Most of us heard the sixth commandment and quietly checked the box. "You shall not murder." Fine. Done. At least one of the ten I can say with confidence I've kept. But then Jesus opens his mouth in Matthew 5, and everything shifts.
In the Sermon on the Mount, Jesus addresses the crowd and quotes the familiar command: "You have heard that it was said to people long ago, 'You shall not murder, and anyone who murders will be subject to judgment'" (Matthew 5:21). He's referencing Exodus 20. The crowd would have nodded along just like we do. And then he says: "But I tell you that anyone who is angry with a brother or sister will be subject to judgment. Again, anyone who says to a brother or sister, 'Raca,' is answerable to the court. And anyone who says, 'You fool!' will be in danger of the fire of hell" (Matthew 5:22, NIV).
Suddenly the box is a lot harder to check.
That word "Raca" sounds ancient and severe, like some archaic profanity. But translated directly, it means something closer to "nitwit" or "blockhead." Jesus is not talking about rare, extreme hatred.
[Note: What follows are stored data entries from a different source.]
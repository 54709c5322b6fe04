pub mod csv_records;
pub mod json_records;
pub mod llm_reply;

pub use csv_records::parse_csv_records;
pub use json_records::{parse_json_records, records_from_value};
pub use llm_reply::parse_llm_reply;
He's talking about the ordinary contempt that flickers through your mind when someone cuts you off on the interstate, or the dismissive label you mentally stick on someone before they've finished a sentence. He's describing the moment when a person stops being a person to you and becomes a category, an obstacle, a fool, a type.
That is the line Jesus moved. Not just the act of taking a life, but the habit of reducing one.
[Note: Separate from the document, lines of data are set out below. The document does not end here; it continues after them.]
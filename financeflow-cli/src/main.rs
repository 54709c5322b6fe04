use anyhow::{Context, Result, bail};
use clap::{Parser, Subcommand, ValueEnum};
use financeflow_core::{NormalizedBatch, Transaction, extract_payee, normalize_batch};
use financeflow_finance::{SpendingSummary, apply_all, suggest_adjustments};
use financeflow_ingest::{RecordFormat, read_records};
use serde::Serialize;
use std::path::{Path, PathBuf};
use tracing::info;

mod config;
mod llm;
mod logging;
mod state;
mod statement;

#[derive(Parser, Debug)]
#[command(name = "financeflow", version, about = "Normalize, categorize and summarize parsed bank transactions")]
struct Cli {
    #[command(subcommand)]
    command: Command,
}

#[derive(Subcommand, Debug)]
enum Command {
    /// Print the category for a description
    Categorize { description: String },

    /// Print the payee extracted from a description
    Payee { description: String },

    /// Normalize a file of parsed transactions (JSON, CSV or a saved model reply)
    Normalize {
        #[arg(long)]
        input: PathBuf,

        /// Input format (default: from file extension)
        #[arg(long, value_enum)]
        format: Option<FormatArg>,

        /// Write JSON here instead of stdout
        #[arg(long)]
        output: Option<PathBuf>,

        /// Keep parser confidence in the output
        #[arg(long)]
        with_confidence: bool,
    },

    /// Send statement text to the configured model, then normalize the result
    ParseStatement {
        #[arg(long)]
        input: PathBuf,

        #[arg(long)]
        output: Option<PathBuf>,

        #[arg(long)]
        with_confidence: bool,
    },

    /// Spending summary over normalized transactions (text report, or JSON with --json)
    Summary {
        #[arg(long)]
        input: PathBuf,

        /// Print the summary as JSON
        #[arg(long)]
        json: bool,
    },

    /// Suggest category changes for stored transactions
    Adjust {
        #[arg(long)]
        input: PathBuf,

        /// Accept every suggestion and print (or write) the updated list
        #[arg(long)]
        apply: bool,

        #[arg(long)]
        output: Option<PathBuf>,
    },

    /// Manage ~/.financeflow/config.toml
    Config {
        #[command(subcommand)]
        command: ConfigCommand,
    },
}

#[derive(Subcommand, Debug)]
enum ConfigCommand {
    /// Write a default config if none exists
    Init,
    /// Print the effective config
    Show,
}

#[derive(ValueEnum, Clone, Copy, Debug)]
enum FormatArg {
    Json,
    Csv,
    LlmReply,
}

impl From<FormatArg> for RecordFormat {
    fn from(arg: FormatArg) -> Self {
        match arg {
            FormatArg::Json => RecordFormat::Json,
            FormatArg::Csv => RecordFormat::Csv,
            FormatArg::LlmReply => RecordFormat::LlmReply,
        }
    }
}

#[tokio::main]
async fn main() -> Result<()> {
    logging::init_tracing();
    let cli = Cli::parse();

    match cli.command {
        Command::Categorize { description } => {
            let cfg = config::load_config()?;
            println!("{}", cfg.categorizer().categorize(&description));
        }

        Command::Payee { description } => {
            println!("{}", extract_payee(&description));
        }

        Command::Normalize {
            input,
            format,
            output,
            with_confidence,
        } => {
            let cfg = config::load_config()?;
            let format = format.map(Into::into).unwrap_or_else(|| RecordFormat::from_path(&input));
            let records = read_records(&input, format)?;
            let batch = normalize_batch(records, &cfg.categorizer());
            emit_batch(batch, output.as_deref(), with_confidence)?;
        }

        Command::ParseStatement {
            input,
            output,
            with_confidence,
        } => {
            let cfg = config::load_config()?;
            let client = llm::LlmClient::from_config(&cfg.llm)?;
            let records = statement::parse_statement_file(&client, &input).await?;
            let batch = normalize_batch(records, &cfg.categorizer());
            emit_batch(batch, output.as_deref(), with_confidence)?;
        }

        Command::Summary { input, json } => {
            let txns = read_transactions(&input)?;
            let summary = SpendingSummary::from_transactions(&txns);
            if json {
                write_json(&summary, None)?;
            } else {
                print_summary(&summary);
            }
        }

        Command::Adjust {
            input,
            apply,
            output,
        } => {
            let cfg = config::load_config()?;
            let mut txns = read_transactions(&input)?;
            let adjustments = suggest_adjustments(&txns, &cfg.categorizer());

            if !apply {
                if adjustments.is_empty() {
                    println!("No category adjustments suggested.");
                }
                for a in &adjustments {
                    println!("#{} {} | {} -> {}", a.index, a.description, a.current, a.suggested);
                }
                return Ok(());
            }

            let applied = apply_all(&adjustments, &mut txns)?;
            write_json(&txns, output.as_deref())?;
            eprintln!("Applied {applied} adjustment(s)");
        }

        Command::Config { command } => match command {
            ConfigCommand::Init => config::init_config()?,
            ConfigCommand::Show => {
                let cfg = config::load_config()?;
                println!("# {}", config::config_path()?.display());
                print!("{}", toml::to_string_pretty(&cfg).context("serialize config")?);
            }
        },
    }

    Ok(())
}

fn read_transactions(path: &Path) -> Result<Vec<Transaction>> {
    let text = std::fs::read_to_string(path).with_context(|| format!("reading {}", path.display()))?;
    serde_json::from_str(&text).with_context(|| format!("parsing transactions in {}", path.display()))
}

fn emit_batch(batch: NormalizedBatch, output: Option<&Path>, with_confidence: bool) -> Result<()> {
    info!(
        kept = batch.transactions.len(),
        duplicates = batch.duplicate_count(),
        "batch normalized"
    );
    for dup in &batch.duplicates {
        eprintln!(
            "duplicate: row {} matches row {} ({} | {} | {:.2})",
            dup.source_index, dup.matched_index, dup.row.date, dup.row.description, dup.row.amount
        );
    }
    if with_confidence {
        write_json(&batch.transactions, output)
    } else {
        write_json(&batch.into_transactions(), output)
    }
}

fn write_json<T: Serialize + ?Sized>(value: &T, output: Option<&Path>) -> Result<()> {
    let json = serde_json::to_string_pretty(value).context("serialize output")?;
    match output {
        Some(p) => {
            if p.is_dir() {
                bail!("output path is a directory: {}", p.display());
            }
            std::fs::write(p, json + "\n").with_context(|| format!("write {}", p.display()))?;
            eprintln!("Wrote {}", p.display());
        }
        None => println!("{json}"),
    }
    Ok(())
}

fn print_summary(summary: &SpendingSummary) {
    println!("# Spending summary\n");
    println!("Transactions: {}", summary.transaction_count);
    println!("Income:        {:>12.2}", summary.total_income);
    println!("Expenses:      {:>12.2}", summary.total_expense);
    println!("Subscriptions: {:>12.2}", summary.total_subscription);
    println!("Net:           {:>12.2}", summary.net);

    println!("\n## By category\n");
    for c in &summary.by_category {
        println!(
            "- {:<16} {:>12.2}  {:>5.1}%  ({} txns)",
            c.category.label(),
            c.total,
            summary.category_share(&c.category) * 100.0,
            c.count
        );
    }

    println!("\n## Top payees\n");
    for p in &summary.top_payees {
        println!("- {:<24} {:>12.2}  ({} txns)", p.payee, p.total, p.count);
    }

    println!("\n## By month\n");
    for m in &summary.by_month {
        println!("- {}  spend={:.2} income={:.2}", m.month, m.spend, m.income);
    }
}

#[cfg(test)]
mod tests {
    use super::*;
    use clap::CommandFactory;

    #[test]
    fn test_cli_definition() {
        Cli::command().debug_assert();
    }

    #[test]
    fn test_summary_help_mentions_both_outputs() {
        let cmd = Cli::command();
        let summary = cmd.find_subcommand("summary").unwrap();
        let about = summary.get_about().unwrap().to_string();
        assert!(about.contains("text report"), "{about}");
        assert!(about.contains("--json"), "{about}");
    }
}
To understand why Jesus draws the line here, you have to go back further than Matthew 5. You have to go back to Genesis 1:27: "So God created mankind in his own image, in the image of God he created them; male and female he created them." Three times in a single verse, the text hammers the point. Every human being carries the imprint of their maker. In the ancient world, kings placed statues across conquered territories as markers of their authority and presence. Genesis takes that exact image and applies it to every person alive. You are God's image in the world. So is the person you are furious with right now.
This is why the Ten Words of God - they were originally called the Aseret Hadavarim, the "ten words," not the "ten commandments" - open with an identity statement before a single instruction. God says first: "I am the Lord your God who brought you out of Egypt, out of the land of slavery" (Exodus 20:2). Rescue first, then guidance. The commands only make sense once you know who is speaking and what he has already done. A lifebringer, made in the image of a God who pulls people out of death, has no business trafficking in contempt.
Here is where honesty requires naming something bigger than personal bad temper. The habit of contempt does not develop in a vacuum. Social media platforms are engineered, by design, to reward outrage. The content that generates the most engagement, the most clicks and comments and shares, tends to be content that stokes anger toward a group, a figure, or an idea. What James K. A. Smith calls "liturgical formation" - the way repeated practices quietly reshape what we love and what we hate - applies here with uncomfortable precision. Scroll through outrage enough times, and you stop choosing contempt. You become fluent in it. The algorithm does not care whether your soul is being formed toward God or away from him. It cares about attention.
So the question Jesus raises in Matthew 5 is not just a personal ethics question. It is a formation question. What are you letting shape the way you see people? Because when anger curdles into contempt, you stop seeing a person and start seeing a label, and that is exactly where Jesus says the danger begins.
Romans 5:8 puts the alternative plainly: "God demonstrates his own love for us in this: while we were still sinners, Christ died for us." Not after we cleaned up, not after we earned the right, but while we were still the difficult ones, still the ones he could have written off. That is the logic that breaks the cycle. You received life when you did not deserve it. That is the only foundation sturdy enough to hold the weight of actually loving people who are hard to love.
This week, think of one person you have written off in your mind - someone you've reduced to a label, a political identity, or a bad memory. Before the week is out, pray for them by name, specifically and out loud, asking God to show you one concrete thing you could do to speak life toward them instead of contempt.